Data records:
==================================================
use std::path::Path;
use std::sync::Arc;
use tracing::{error, info, instrument, warn};

use crate::error::Result;
use crate::input::{InputSet, InputTable};
use crate::normalize::{parse_date, parse_employee_range, parse_integer, parse_revenue, synthesize_email};
use crate::storage::Storage;
use crate::tagger::IndustryTagger;
use crate::types::{Company, Event, Person, RawCompanyRow, RawEventRow, RawPersonRow, Table};

/// A row the store refused
#[derive(Debug, Clone)]
pub struct RowFailure {
    /// 1-based position among the de-duplicated rows
    pub row: usize,
    pub error: String,
}

/// Outcome of loading one table
#[derive(Debug, Clone)]
pub struct TableReport {
    pub table: Table,
    pub read: usize,
    pub duplicates_dropped: usize,
    pub inserted: usize,
    pub failed: Vec<RowFailure>,
}

impl TableReport {
    fn new<T>(table: Table, input: &InputTable<T>) -> Self {
        Self {
            table,
            read: input.read,
            duplicates_dropped: input.duplicates_dropped,
            inserted: 0,
            failed: Vec::new(),
        }
    }

    fn record(&mut self, row: usize, result: Result<i64>) {
        match result {
            Ok(_) => {
                self.inserted += 1;
            }
            Err(e) => {
                error!(table = %self.table, row, error = %e, "Error inserting row");
                self.failed.push(RowFailure {
                    row,
                    error: e.to_string(),
                });
            }
        }
    }
}

/// Result of a complete load run
#[derive(Debug, Clone)]
pub struct LoadReport {
    /// Events, Companies, People, in insertion order
    pub tables: Vec<TableReport>,
    pub tagging_failures: usize,
    pub revenue_failures: usize,
}

impl LoadReport {
    pub fn table(&self, table: Table) -> Option<&TableReport> {
        self.tables.iter().find(|t| t.table == table)
    }

    pub fn total_failed(&self) -> usize {
        self.tables.iter().map(|t| t.failed.len()).sum()
    }
}

/// One-shot batch loader: transform every row, then insert Events, Companies
/// and People in that order.
pub struct Loader {
    storage: Arc<dyn Storage>,
    tagger: Arc<dyn IndustryTagger>,
}

impl Loader {
    pub fn new(storage: Arc<dyn Storage>, tagger: Arc<dyn IndustryTagger>) -> Self {
        Self { storage, tagger }
    }

    /// Read the three CSV files from `data_dir` and load them.
    pub async fn run_dir(&self, data_dir: &Path) -> Result<LoadReport> {
        let inputs = InputSet::read_dir(data_dir)?;
        Ok(self.run(inputs).await)
    }

    /// Load already-read inputs. Row failures are recorded, never returned.
    #[instrument(skip_all)]
    pub async fn run(&self, inputs: InputSet) -> LoadReport {
        info!("🔧 Normalizing rows...");

        let mut tagging_failures = 0;
        let mut events = Vec::with_capacity(inputs.events.rows.len());
        for raw in &inputs.events.rows {
            let (event, tagged) = self.normalize_event(raw).await;
            if !tagged {
                tagging_failures += 1;
            }
            events.push(event);
        }

        let mut revenue_failures = 0;
        let companies: Vec<Company> = inputs
            .companies
            .rows
            .iter()
            .map(|raw| {
                let (company, revenue_ok) = normalize_company(raw);
                if !revenue_ok {
                    revenue_failures += 1;
                }
                company
            })
            .collect();

        let people: Vec<Person> = inputs.people.rows.iter().map(normalize_person).collect();

        info!("💾 Inserting rows...");

        let mut events_report = TableReport::new(Table::Events, &inputs.events);
        for (i, event) in events.iter().enumerate() {
            events_report.record(i + 1, self.storage.insert_event(event).await);
        }

        let mut companies_report = TableReport::new(Table::Companies, &inputs.companies);
        for (i, company) in companies.iter().enumerate() {
            companies_report.record(i + 1, self.storage.insert_company(company).await);
        }

        let mut people_report = TableReport::new(Table::People, &inputs.people);
        for (i, person) in people.iter().enumerate() {
            people_report.record(i + 1, self.storage.insert_person(person).await);
        }

        let report = LoadReport {
            tables: vec![events_report, companies_report, people_report],
            tagging_failures,
            revenue_failures,
        };

        for t in &report.tables {
            info!(
                table = %t.table,
                read = t.read,
                duplicates_dropped = t.duplicates_dropped,
                inserted = t.inserted,
                failed = t.failed.len(),
                "Table loaded"
            );
        }
        if report.total_failed() > 0 {
            warn!("{} rows failed to insert", report.total_failed());
        }

        report
    }

    /// Normalize an event and tag it. The flag is false when tagging failed;
    /// the event is still returned, untagged.
    async fn normalize_event(&self, raw: &RawEventRow) -> (Event, bool) {
        let tagged = self
            .tagger
            .tag_event(raw.event_name.as_deref(), raw.event_description.as_deref())
            .await;

        let (event_industry, ok) = match tagged {
            Ok(tags) => (tags, true),
            Err(e) => {
                warn!(event = ?raw.event_name, error = %e, "Industry tagging failed; storing no tags");
                (None, false)
            }
        };

        let event = Event {
            event_logo_url: raw.event_logo_url.clone(),
            event_name: raw.event_name.clone(),
            event_start_date: parse_date(raw.event_start_date.as_deref()),
            event_end_date: parse_date(raw.event_end_date.as_deref()),
            event_venue: raw.event_venue.clone(),
            event_country: raw.event_country.clone(),
            event_description: raw.event_description.clone(),
            event_url: raw.event_url.clone(),
            event_industry,
        };
        (event, ok)
    }
}

/// Normalize a company row. The flag is false when revenue text was present
/// but unparseable; the revenue is then stored as no value.
pub fn normalize_company(raw: &RawCompanyRow) -> (Company, bool) {
    let (company_revenue, revenue_ok) = match parse_revenue(raw.company_revenue.as_deref()) {
        Ok(revenue) => (revenue, true),
        Err(e) => {
            warn!(company = ?raw.company_name, error = %e, "Unparseable revenue; storing no value");
            (None, false)
        }
    };

    let employees = parse_employee_range(raw.n_employees.as_deref());

    let company = Company {
        company_name: raw.company_name.clone(),
        company_phone: raw.company_phone.clone(),
        company_address: raw.company_address.clone(),
        company_industry: raw.company_industry.clone(),
        company_overview: raw.company_overview.clone(),
        homepage_url: raw.homepage_url.clone(),
        linkedin_company_url: raw.linkedin_company_url.clone(),
        homepage_base_url: raw.homepage_base_url.clone(),
        company_logo_url_on_event_page: raw.company_logo_url_on_event_page.clone(),
        company_logo_url: raw.company_logo_url.clone(),
        company_logo_match_flag: raw.company_logo_match_flag.clone(),
        company_logo_text: raw.company_logo_text.clone(),
        relation_to_event: raw.relation_to_event.clone(),
        company_revenue,
        min_employees: int_column("min_employees", employees.min),
        max_employees: int_column("max_employees", employees.max),
        company_founding_year: parse_integer("company_founding_year", raw.company_founding_year.as_deref()),
        event_url: raw.event_url.clone(),
    };
    (company, revenue_ok)
}

pub fn normalize_person(raw: &RawPersonRow) -> Person {
    let email = synthesize_email(
        raw.email_pattern.as_deref(),
        raw.first_name.as_deref(),
        raw.last_name.as_deref(),
        raw.homepage_base_url.as_deref(),
    );

    Person {
        first_name: raw.first_name.clone(),
        middle_name: raw.middle_name.clone(),
        last_name: raw.last_name.clone(),
        job_title: raw.job_title.clone(),
        person_city: raw.person_city.clone(),
        person_state: raw.person_state.clone(),
        person_country: raw.person_country.clone(),
        email_pattern: raw.email_pattern.clone(),
        email,
        homepage_base_url: raw.homepage_base_url.clone(),
        duration_in_current_job: raw.duration_in_current_job.clone(),
        duration_in_current_company: raw.duration_in_current_company.clone(),
    }
}

/// Narrow to the INT column width; out-of-range counts become no value.
fn int_column(field: &'static str, value: Option<i64>) -> Option<i32> {
    let value = value?;
    match i32::try_from(value) {
        Ok(v) => Some(v),
        Err(_) => {
            warn!(field, value, "Value exceeds INT column range; storing no value");
            None
        }
    }
}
==================================================
Exercise aim: The lines in the records above that include the word "TableReport" must be copied out.

Expected output:
pub struct TableReport {
impl TableReport {
    pub tables: Vec<TableReport>,
    pub fn table(&self, table: Table) -> Option<&TableReport> {
        let mut events_report = TableReport::new(Table::Events, &inputs.events);
        let mut companies_report = TableReport::new(Table::Companies, &inputs.companies);
        let mut people_report = TableReport::new(Table::People, &inputs.people);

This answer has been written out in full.